Le fondateur de Sustainway a également appliqué sa méthodologie pour un réseau d’entreprises européennes de fabrication de vêtements. Une mission qui prouve aussi la complexité (les limites ?) de la mise en place d’un modèle responsable, nécessairement « sur mesure » et négocié avec l’ensemble des parties prenantes.

« Je suis allé au Tibet et au Népal pour y rencontrer des producteurs, fournisseurs de donneurs d’ordre de la filière textile. Les petites filles d’une dizaine d’années sont largement utilisées dans ce secteur pour leur habileté et la finesse de leurs travaux.
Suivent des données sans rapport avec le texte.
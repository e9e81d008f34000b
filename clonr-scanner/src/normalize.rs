//! URL identity for the crawl.
//!
//! Every comparison between URLs (visited checks, tree lookups, the done
//! set) goes through [`NormalizedUrl`]. Normalization drops the fragment,
//! strips or canonicalizes the query according to [`QueryPolicy`], and
//! collapses the root path so `https://host` and `https://host/` are the
//! same page.

use crate::error::{Result, ScanError};
use serde::{Deserialize, Serialize};
use std::fmt;
use url::{Position, Url};

/// Extensions that identify a resource rather than a page. Links ending in
/// one of these are never followed during discovery.
pub const PAGE_EXCLUDED_EXTENSIONS: &[&str] = &[
    // styles and scripts
    "css", "js", "mjs", "map",
    // images
    "png", "jpg", "jpeg", "gif", "svg", "ico", "webp", "bmp", "avif", "tif", "tiff",
    // fonts
    "woff", "woff2", "ttf", "otf", "eot",
    // media
    "mp4", "webm", "mov", "avi", "mp3", "wav", "ogg", "m4a", "flac",
];

/// Extensions of static assets downloaded and localized while mirroring.
pub const STATIC_ASSET_EXTENSIONS: &[&str] = &[
    "css", "js", "png", "jpg", "jpeg", "gif", "svg", "ico", "woff", "woff2", "ttf",
];

/// What to do with the query string when computing a URL's identity.
///
/// `Strip` (the default) treats `/list?page=2` and `/list` as one page, which
/// keeps parameterized variants from exploding the crawl at the cost of never
/// mirroring them separately. `Keep` sorts the query pairs so that only the
/// parameter order is ignored.
#[derive(Debug, Clone, Copy, Default, PartialEq, Eq, Serialize, Deserialize)]
pub enum QueryPolicy {
    #[default]
    Strip,
    Keep,
}

/// Canonical string identity of a page URL.
#[derive(Debug, Clone, PartialEq, Eq, Hash, PartialOrd, Ord, Serialize, Deserialize)]
#[serde(transparent)]
pub struct NormalizedUrl(String);

impl NormalizedUrl {
    pub fn as_str(&self) -> &str {
        &self.0
    }

    pub fn to_url(&self) -> Result<Url> {
        Url::parse(&self.0).map_err(|e| ScanError::InvalidUrl(format!("{}: {}", self.0, e)))
    }

    pub fn host(&self) -> Option<String> {
        Url::parse(&self.0)
            .ok()
            .and_then(|u| u.host_str().map(|h| h.to_string()))
    }
}

impl fmt::Display for NormalizedUrl {
    fn fmt(&self, f: &mut fmt::Formatter<'_>) -> fmt::Result {
        f.write_str(&self.0)
    }
}

impl AsRef<str> for NormalizedUrl {
    fn as_ref(&self) -> &str {
        &self.0
    }
}

#[derive(Debug, Clone, Copy, Default)]
pub struct UrlNormalizer {
    policy: QueryPolicy,
}

impl UrlNormalizer {
    pub fn new(policy: QueryPolicy) -> Self {
        Self { policy }
    }

    pub fn policy(&self) -> QueryPolicy {
        self.policy
    }

    /// Normalize a raw absolute URL string.
    pub fn normalize(&self, raw: &str) -> Result<NormalizedUrl> {
        let url = Url::parse(raw.trim())
            .map_err(|e| ScanError::InvalidUrl(format!("{}: {}", raw, e)))?;
        self.normalize_url(&url)
    }

    pub fn normalize_url(&self, url: &Url) -> Result<NormalizedUrl> {
        if !matches!(url.scheme(), "http" | "https") {
            return Err(ScanError::InvalidUrl(format!(
                "{}: unsupported scheme '{}'",
                url,
                url.scheme()
            )));
        }
        if url.host_str().is_none_or(str::is_empty) {
            return Err(ScanError::InvalidUrl(format!("{}: missing host", url)));
        }

        let mut url = url.clone();
        url.set_fragment(None);
        match self.policy {
            QueryPolicy::Strip => url.set_query(None),
            QueryPolicy::Keep => canonicalize_query(&mut url),
        }

        let mut identity = String::from(&url[..Position::BeforePath]);
        let path = url.path();
        if path != "/" {
            identity.push_str(path);
        }
        if let Some(query) = url.query() {
            identity.push('?');
            identity.push_str(query);
        }

        Ok(NormalizedUrl(identity))
    }
}

/// Normalize with the default policy (query stripped).
pub fn normalize(raw: &str) -> Result<NormalizedUrl> {
    UrlNormalizer::default().normalize(raw)
}

fn canonicalize_query(url: &mut Url) {
    let mut pairs: Vec<(String, String)> = url.query_pairs().into_owned().collect();
    if pairs.is_empty() {
        url.set_query(None);
        return;
    }
    pairs.sort();
    url.query_pairs_mut().clear().extend_pairs(pairs);
}

/// Lowercased extension of the last path segment, ignoring the query.
pub fn path_extension(url: &Url) -> Option<String> {
    let segment = url.path().rsplit('/').next()?;
    let (stem, ext) = segment.rsplit_once('.')?;
    if stem.is_empty() || ext.is_empty() {
        return None;
    }
    Some(ext.to_ascii_lowercase())
}

/// True when the URL looks like a page worth following during discovery.
pub fn is_page_candidate(url: &Url) -> bool {
    match path_extension(url) {
        Some(ext) => !PAGE_EXCLUDED_EXTENSIONS.contains(&ext.as_str()),
        None => true,
    }
}

/// True when the URL names a static asset that gets downloaded locally.
pub fn is_static_asset(url: &Url) -> bool {
    path_extension(url)
        .map(|ext| STATIC_ASSET_EXTENSIONS.contains(&ext.as_str()))
        .unwrap_or(false)
}

/// Same-domain filter: the link's hostname must equal the seed's.
pub fn is_same_host(url: &Url, host: &str) -> bool {
    url.host_str()
        .map(|h| h.eq_ignore_ascii_case(host))
        .unwrap_or(false)
}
Les donneurs d’ordre occidentaux ont décidé de déréférencer ces fournisseurs, car ils contrevenaient aux directives de l’OIT (ndlr, Organisation internationale du travail), malgré les pratiques effectives de formation et d’employabilité de ces enfants. La conséquence immédiate de ces décisions prises unilatéralement a été de précipiter ces petites filles dans la prostitution, leurs familles dans la pauvreté extrême, et le tissu social des entreprises concernées dans le désastre économique et social. Au nom des critères de développement durable… ! Alors, ce n’est pas aussi simple que cela. Le développement responsable ne peut se réduire à des grilles de critères élaborés et vérifiés unilatéralement sous peine de devenir irresponsable. » Entre la peste et le choléra. Le choix est inextricable…

Des exemples instructifs. Mais il est difficile de quantifier analytiquement un avant et un après Sustainway pour les entreprises qui ont adopté la démarche. Aucun chiffre, aucun benchmarking officiel. Peut-on croire à un vertueux « contrat sociétal » des entreprises les plus polluantes, des secteurs de l’énergie, de la chimie, ou des transports ? À Mawenzi maintenant de démontrer que ce modèle est réellement opposable.